Mugugnò Bill sdraiandosi vicino al bordo del materasso, facendo posto all’amico. Leonard gli si poggiò accanto, tenendo le gambe fuori dal letto.
“E’ anche giusto presumo… diventare vecchio…”
Sospirò Bill adagiando la testa sulla sua spalla
“E’ giusto essere diventati vecchi insieme”
Rispose prontamente Len, prendendogli una mano.
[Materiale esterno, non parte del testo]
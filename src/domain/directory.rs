use chrono::NaiveDate;
use thiserror::Error;

use super::{Account, AccountLimits, AccountNumber, DEFAULT_BRANCH_CODE, User};

#[derive(Error, Debug, Clone, PartialEq, Eq)]
pub enum DirectoryError {
    #[error("a user with national id {0} is already registered")]
    DuplicateIdentity(String),

    #[error("account {0} not found")]
    AccountNotFound(AccountNumber),
}

/// Registry of users and accounts for one session.
///
/// Account numbers are handed out sequentially starting at 1. At most one
/// account is selected at a time; once an account has been selected the
/// directory never returns to having none selected.
#[derive(Debug, Clone)]
pub struct Directory {
    branch_code: String,
    limits: AccountLimits,
    users: Vec<User>,
    accounts: Vec<Account>,
    next_account_number: AccountNumber,
    current: Option<AccountNumber>,
}

impl Default for Directory {
    fn default() -> Self {
        Self::new(DEFAULT_BRANCH_CODE, AccountLimits::default())
    }
}

impl Directory {
    pub fn new(branch_code: impl Into<String>, limits: AccountLimits) -> Self {
        Self {
            branch_code: branch_code.into(),
            limits,
            users: Vec::new(),
            accounts: Vec::new(),
            next_account_number: 1,
            current: None,
        }
    }

    // ========================
    // Users
    // ========================

    /// Register a new user, rejecting a national id that is already taken.
    pub fn register_user(
        &mut self,
        name: impl Into<String>,
        birth_date: NaiveDate,
        national_id: impl Into<String>,
        address: impl Into<String>,
    ) -> Result<&User, DirectoryError> {
        let national_id = national_id.into();
        if self.find_user(&national_id).is_some() {
            return Err(DirectoryError::DuplicateIdentity(national_id));
        }

        self.users.push(User::new(name, birth_date, national_id, address));
        Ok(&self.users[self.users.len() - 1])
    }

    pub fn find_user(&self, national_id: &str) -> Option<&User> {
        self.users.iter().find(|u| u.national_id == national_id)
    }

    pub fn users(&self) -> &[User] {
        &self.users
    }

    // ========================
    // Accounts
    // ========================

    /// Open an account owned by `user` under the next sequential number.
    pub fn open_account(&mut self, user: &User) -> &Account {
        let number = self.next_account_number;
        self.accounts.push(Account::new(
            self.branch_code.clone(),
            number,
            user.national_id.clone(),
            self.limits,
        ));
        self.next_account_number += 1;
        &self.accounts[self.accounts.len() - 1]
    }

    pub fn account(&self, number: AccountNumber) -> Option<&Account> {
        self.accounts.iter().find(|a| a.number() == number)
    }

    fn account_mut(&mut self, number: AccountNumber) -> Option<&mut Account> {
        self.accounts.iter_mut().find(|a| a.number() == number)
    }

    pub fn accounts(&self) -> &[Account] {
        &self.accounts
    }

    pub fn accounts_of<'a>(&'a self, national_id: &'a str) -> impl Iterator<Item = &'a Account> {
        self.accounts.iter().filter(move |a| a.owner() == national_id)
    }

    pub fn next_account_number(&self) -> AccountNumber {
        self.next_account_number
    }

    // ========================
    // Session selection
    // ========================

    /// Make `number` the current account. An unknown number leaves the
    /// current selection untouched.
    pub fn select_account(&mut self, number: AccountNumber) -> Result<&Account, DirectoryError> {
        if self.account(number).is_none() {
            return Err(DirectoryError::AccountNotFound(number));
        }
        self.current = Some(number);
        self.account(number).ok_or(DirectoryError::AccountNotFound(number))
    }

    pub fn current_account_number(&self) -> Option<AccountNumber> {
        self.current
    }

    pub fn current_account(&self) -> Option<&Account> {
        self.current.and_then(|number| self.account(number))
    }

    pub fn current_account_mut(&mut self) -> Option<&mut Account> {
        let number = self.current?;
        self.account_mut(number)
    }
}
Le loro dita si intrecciarono come sempre e, come sempre, era bello osservarle.
 
Era sempre curioso osservare quante cose trasmettesse quel semplice gesto, quelle dita strette le une alle altre, quei pollici che si muovevano appena, in modo casuale, era strano sentire così chiaramente il messaggio che comunicavano, più di mille altri gesti o parole.
Quella serenità, quel calore, quell’amore… quell’incredibile pace che li scaldava in quel momento, solo per mezzo di quel semplice contatto… non era qualcosa di spiegabile, nemmeno a se stessi.
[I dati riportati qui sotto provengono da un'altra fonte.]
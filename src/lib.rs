pub mod application;
pub mod cli;
pub mod config;
pub mod domain;
pub mod io;

pub use config::BankConfig;
pub use domain::*;
use serde::{Deserialize, Serialize};

use crate::domain::{AccountLimits, Cents, DEFAULT_BRANCH_CODE, StatementFormat};

/// Runtime settings for a banking session.
#[derive(Debug, Clone, PartialEq, Eq, Serialize, Deserialize)]
pub struct BankConfig {
    /// Branch code assigned to every new account
    pub branch_code: String,
    pub limits: AccountLimits,
    /// Symbol printed in front of amounts (e.g., "R$")
    pub currency_symbol: String,
    /// chrono strftime pattern for statement timestamps
    pub timestamp_format: String,
}

impl Default for BankConfig {
    fn default() -> Self {
        let format = StatementFormat::default();
        Self {
            branch_code: DEFAULT_BRANCH_CODE.to_string(),
            limits: AccountLimits::default(),
            currency_symbol: format.currency_symbol,
            timestamp_format: format.timestamp_format,
        }
    }
}

impl BankConfig {
    pub fn with_transaction_limit(mut self, limit: usize) -> Self {
        self.limits.transaction_limit = limit;
        self
    }

    pub fn with_max_withdrawal(mut self, max_withdrawal_cents: Cents) -> Self {
        self.limits.max_withdrawal_cents = max_withdrawal_cents;
        self
    }

    pub fn with_currency_symbol(mut self, symbol: impl Into<String>) -> Self {
        self.currency_symbol = symbol.into();
        self
    }

    pub fn statement_format(&self) -> StatementFormat {
        StatementFormat {
            currency_symbol: self.currency_symbol.clone(),
            timestamp_format: self.timestamp_format.clone(),
        }
    }
}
Si incantava spesso a guardare quell’intreccio, quasi un simbolo che esplicava quella specie di inestricabile trama che si era tessuta tra le loro due esistenze, avvolgendole, indissolubilmente.
Ed erano invecchiate, erano mani di due uomini sulla soglia degli ottant’anni, con le loro vene e legature, con la pelle sottile e i dorsi macchiati. Bastava poco per vederle ancora giovani e forti, morbide e rosee, nella stessa identica posizione, poteva tracciarne la storia, la loro storia…
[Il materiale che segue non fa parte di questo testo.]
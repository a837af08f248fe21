use anyhow::Result;
use chrono::{DateTime, Utc};
use serde::Serialize;
use std::io::Write;

use crate::application::BankService;
use crate::domain::{Account, User, format_cents};

/// Session snapshot for full JSON export
#[derive(Debug, Clone, Serialize)]
pub struct Snapshot<'a> {
    pub version: String,
    pub exported_at: DateTime<Utc>,
    pub users: &'a [User],
    pub accounts: &'a [Account],
}

/// Exporter for writing session data to CSV or JSON
pub struct Exporter<'a> {
    service: &'a BankService,
}

impl<'a> Exporter<'a> {
    pub fn new(service: &'a BankService) -> Self {
        Self { service }
    }

    /// Export the current account's movements to CSV, in statement order
    pub fn export_movements_csv<W: Write>(&self, writer: W) -> Result<usize> {
        let statement = self.service.statement()?;
        let mut csv_writer = csv::Writer::from_writer(writer);

        csv_writer.write_record(["id", "kind", "amount", "timestamp"])?;

        let mut count = 0;
        for movement in statement.movements() {
            csv_writer.write_record(&[
                movement.id.to_string(),
                movement.kind.as_str().to_string(),
                format_cents(movement.amount_cents),
                movement.timestamp.to_rfc3339(),
            ])?;
            count += 1;
        }

        csv_writer.flush()?;
        Ok(count)
    }

    /// Export every account with its balance to CSV
    pub fn export_accounts_csv<W: Write>(&self, writer: W) -> Result<usize> {
        let accounts = self.service.list_accounts();
        let mut csv_writer = csv::Writer::from_writer(writer);

        csv_writer.write_record([
            "branch",
            "number",
            "owner",
            "balance",
            "transactions",
            "opened_at",
        ])?;

        for account in accounts {
            csv_writer.write_record(&[
                account.branch_code().to_string(),
                account.number().to_string(),
                account.owner().to_string(),
                format_cents(account.balance()),
                account.transaction_count().to_string(),
                account.opened_at().to_rfc3339(),
            ])?;
        }

        csv_writer.flush()?;
        Ok(accounts.len())
    }

    /// Export all users and accounts as a pretty-printed JSON snapshot
    pub fn export_full_json<W: Write>(&self, mut writer: W) -> Result<Snapshot<'a>> {
        let snapshot = Snapshot {
            version: env!("CARGO_PKG_VERSION").to_string(),
            exported_at: Utc::now(),
            users: self.service.list_users(),
            accounts: self.service.list_accounts(),
        };

        let json = serde_json::to_string_pretty(&snapshot)?;
        writer.write_all(json.as_bytes())?;
        writer.flush()?;

        Ok(snapshot)
    }
}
Era bello osservarle, due mani che erano invecchiate insieme, strette l’una all’altra.
 
“Non parlare al passato, non siamo ancora arrivati!”
Borbottò Bill, Len alzò le sopracciglia
“Beh, abbiamo molta più strada alle spalle che innanzi…”
Sentì Bill sbuffare sonoramente e sorrise
“E’ la vita, Billy, anche se fa paura”
William alzò il viso, sorrise
“Non fa paura, fa rabbia, fa incazzare da morire!”
Portò la mano destra sulle loro
“Ma non ho paura…”
Mormorò, dolcemente.
La vecchiaia, la fine, il tramonto, a volte faceva rabbia, c’erano ancora così tante cose da fare, così tante cose che avrebbe voluto vedere, tante cose di cui avrebbe voluto osservare l’evoluzione, tante persone con cui rimanere…
C’erano i ricordi, le vecchie fotografie e le vecchie pellicole, e c’era lo specchio, c’era la propria immagine di sé e la realtà, c’era il tempo che continuava inesorabilmente a scorrere in avanti, senza fermarsi o rallentare nemmeno un istante…
Una cosa che tutte le persone prima o poi accettano… tutte le persone tranne lui probabilmente. Ma c’era anche Len, c’era soprattutto Len, sempre, per tutto il tramonto e anche dopo, per tutta la notte.
E non c’era nessuna paura.
 
Len lo baciò ancora e lo circondò con un braccio
“Rimettiti in fretta”
Si raccomandò, sorridendo, continuando a carezzargli le labbra
“Il piano è quello”
Nimoy annuì
“Voglio starmene due giorni interi a letto a fare sesso”
Disse, senza alcuna inflessione, come stesse comunicando un qualsiasi fatto e Bill trattenne a stento una risata
“Interessante, posso venire anch’io?”
Chiese con un tono altrettanto neutro
“Comunque indosso un camice al momento…”
Mormorò, con noncuranza, accarezzandogli il braccio che lo cingeva
“…l’accesso è libero, a titolo informativo…”
Len ridacchiò divertito
“Non ho alcuna intenzione di saltare addosso a un uomo convalescente in un letto d’ospedale!”
Disse, all’espressione contrariata di Bill rise ancora di più
“Prendilo come un incentivo per una pronta guarigione”
Consigliò, Shatner alzò le sopracciglia
“Mh, motiva in effetti…”
“Bene…”
Len soffocò uno sbadiglio sulla spalla del compagno e socchiuse gli occhi stanchi. Bill sorrise dolcemente, non era il solo a non aver dormito bene negli ultimi giorni… Lo strinse a sé e inspirò profondamente, godendo quella serenità che solo la vicinanza di Leonard sapeva portargli.
 
“Nemmeno i preliminari?”
Domandò dopo qualche minuto di assoluto silenzio, Len sospirò
“Vedremo…”
E non era difficile riuscire a vederne il sorriso, anche solo attraverso la sua voce.
Da fuori non proveniva alcun rumore, non c’era più nulla che lo disturbasse in quel momento, non c’era più nulla.
Si ritrovò a pensare persino che i letti d’ospedale non fossero poi così scomodi in realtà, con Len lì, tra le sue braccia, col suo respiro pesante sincronizzato al proprio, avrebbe trovato comodo anche uno scoglio appuntito probabilmente.
“Grazie…”
Sussurrò appena, chiudendo gli occhi, e dopo giorni finalmente riuscirono, entrambi, a riposare serenamente.